[Stored records]
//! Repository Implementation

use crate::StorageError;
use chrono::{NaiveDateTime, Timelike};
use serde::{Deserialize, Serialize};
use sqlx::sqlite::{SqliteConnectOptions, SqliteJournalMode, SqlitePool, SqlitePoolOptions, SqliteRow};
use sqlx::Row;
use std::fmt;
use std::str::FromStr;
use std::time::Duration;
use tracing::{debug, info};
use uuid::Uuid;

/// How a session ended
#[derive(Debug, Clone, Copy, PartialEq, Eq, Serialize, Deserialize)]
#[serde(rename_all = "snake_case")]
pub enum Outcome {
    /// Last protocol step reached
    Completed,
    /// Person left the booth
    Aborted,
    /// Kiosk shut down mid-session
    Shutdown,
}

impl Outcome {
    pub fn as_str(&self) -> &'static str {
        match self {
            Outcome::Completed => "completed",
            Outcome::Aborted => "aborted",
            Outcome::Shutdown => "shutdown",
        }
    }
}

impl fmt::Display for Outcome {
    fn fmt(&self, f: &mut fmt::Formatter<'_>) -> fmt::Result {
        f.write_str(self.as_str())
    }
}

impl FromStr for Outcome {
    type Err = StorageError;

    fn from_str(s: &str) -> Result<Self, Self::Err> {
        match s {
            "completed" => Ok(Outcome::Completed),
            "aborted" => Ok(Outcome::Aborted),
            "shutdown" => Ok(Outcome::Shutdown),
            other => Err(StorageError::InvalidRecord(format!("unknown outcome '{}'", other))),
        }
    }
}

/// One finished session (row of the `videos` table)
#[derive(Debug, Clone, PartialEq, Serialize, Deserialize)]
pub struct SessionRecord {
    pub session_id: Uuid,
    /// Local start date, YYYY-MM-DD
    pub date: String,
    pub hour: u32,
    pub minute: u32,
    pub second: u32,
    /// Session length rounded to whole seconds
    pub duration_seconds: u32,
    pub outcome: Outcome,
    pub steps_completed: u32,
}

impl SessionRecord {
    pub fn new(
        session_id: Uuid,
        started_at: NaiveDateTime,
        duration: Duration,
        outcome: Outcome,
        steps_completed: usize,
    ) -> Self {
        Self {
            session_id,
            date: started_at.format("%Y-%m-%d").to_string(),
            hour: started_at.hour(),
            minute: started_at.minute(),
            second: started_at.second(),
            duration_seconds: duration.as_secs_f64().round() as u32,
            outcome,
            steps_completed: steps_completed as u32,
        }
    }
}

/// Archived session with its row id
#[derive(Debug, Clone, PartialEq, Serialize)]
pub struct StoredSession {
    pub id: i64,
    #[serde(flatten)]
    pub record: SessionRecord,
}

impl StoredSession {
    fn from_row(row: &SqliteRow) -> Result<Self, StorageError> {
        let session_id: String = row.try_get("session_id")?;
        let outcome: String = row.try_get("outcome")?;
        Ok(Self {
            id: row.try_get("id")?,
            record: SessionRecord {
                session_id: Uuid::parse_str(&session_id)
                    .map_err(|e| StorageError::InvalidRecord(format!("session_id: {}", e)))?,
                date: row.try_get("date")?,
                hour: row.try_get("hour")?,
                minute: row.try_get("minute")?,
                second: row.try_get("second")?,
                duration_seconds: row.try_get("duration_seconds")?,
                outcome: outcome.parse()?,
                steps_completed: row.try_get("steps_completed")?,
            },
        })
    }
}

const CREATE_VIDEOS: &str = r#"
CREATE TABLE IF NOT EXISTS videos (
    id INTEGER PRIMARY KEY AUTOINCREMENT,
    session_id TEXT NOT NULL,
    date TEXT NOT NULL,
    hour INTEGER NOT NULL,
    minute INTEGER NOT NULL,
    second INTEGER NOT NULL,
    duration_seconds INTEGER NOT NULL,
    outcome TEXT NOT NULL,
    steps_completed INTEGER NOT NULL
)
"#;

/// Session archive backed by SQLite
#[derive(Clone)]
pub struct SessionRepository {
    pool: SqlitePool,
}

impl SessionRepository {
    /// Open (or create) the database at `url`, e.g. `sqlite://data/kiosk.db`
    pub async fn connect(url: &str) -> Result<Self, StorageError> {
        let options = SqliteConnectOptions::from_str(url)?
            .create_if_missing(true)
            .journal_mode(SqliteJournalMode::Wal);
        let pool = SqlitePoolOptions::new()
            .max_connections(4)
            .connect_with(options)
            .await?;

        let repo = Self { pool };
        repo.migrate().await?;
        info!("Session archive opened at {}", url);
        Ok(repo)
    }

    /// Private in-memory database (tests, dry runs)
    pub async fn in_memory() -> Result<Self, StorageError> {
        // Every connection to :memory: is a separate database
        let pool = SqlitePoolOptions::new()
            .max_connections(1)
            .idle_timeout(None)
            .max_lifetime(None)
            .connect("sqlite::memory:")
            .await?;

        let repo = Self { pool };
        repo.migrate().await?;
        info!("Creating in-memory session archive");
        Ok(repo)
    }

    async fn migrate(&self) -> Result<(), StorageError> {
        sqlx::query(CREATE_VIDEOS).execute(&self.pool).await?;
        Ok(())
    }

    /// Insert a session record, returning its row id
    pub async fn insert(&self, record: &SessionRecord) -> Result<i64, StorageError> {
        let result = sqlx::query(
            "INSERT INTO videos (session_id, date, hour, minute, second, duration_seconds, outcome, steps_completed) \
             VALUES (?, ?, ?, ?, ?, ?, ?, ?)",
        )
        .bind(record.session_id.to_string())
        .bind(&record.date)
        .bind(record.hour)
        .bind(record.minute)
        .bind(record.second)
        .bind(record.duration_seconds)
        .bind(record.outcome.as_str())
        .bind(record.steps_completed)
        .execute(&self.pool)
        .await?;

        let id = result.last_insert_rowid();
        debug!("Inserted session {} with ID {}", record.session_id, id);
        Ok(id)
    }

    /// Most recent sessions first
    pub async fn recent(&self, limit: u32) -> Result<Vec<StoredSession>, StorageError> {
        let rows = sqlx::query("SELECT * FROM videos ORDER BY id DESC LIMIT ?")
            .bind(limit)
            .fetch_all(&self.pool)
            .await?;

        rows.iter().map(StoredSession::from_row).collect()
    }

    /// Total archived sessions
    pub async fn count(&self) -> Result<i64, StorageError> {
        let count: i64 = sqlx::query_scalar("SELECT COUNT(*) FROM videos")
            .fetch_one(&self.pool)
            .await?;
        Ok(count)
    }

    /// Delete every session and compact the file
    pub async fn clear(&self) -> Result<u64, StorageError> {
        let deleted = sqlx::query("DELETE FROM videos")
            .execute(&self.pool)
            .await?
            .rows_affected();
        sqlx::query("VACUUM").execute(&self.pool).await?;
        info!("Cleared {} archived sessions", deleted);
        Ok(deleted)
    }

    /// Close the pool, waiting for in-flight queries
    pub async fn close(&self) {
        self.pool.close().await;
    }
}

Exercise brief
Return every line from the entries above that includes the word "deleted".

Exercise output
        let deleted = sqlx::query("DELETE FROM videos")
        info!("Cleared {} archived sessions", deleted);
        Ok(deleted)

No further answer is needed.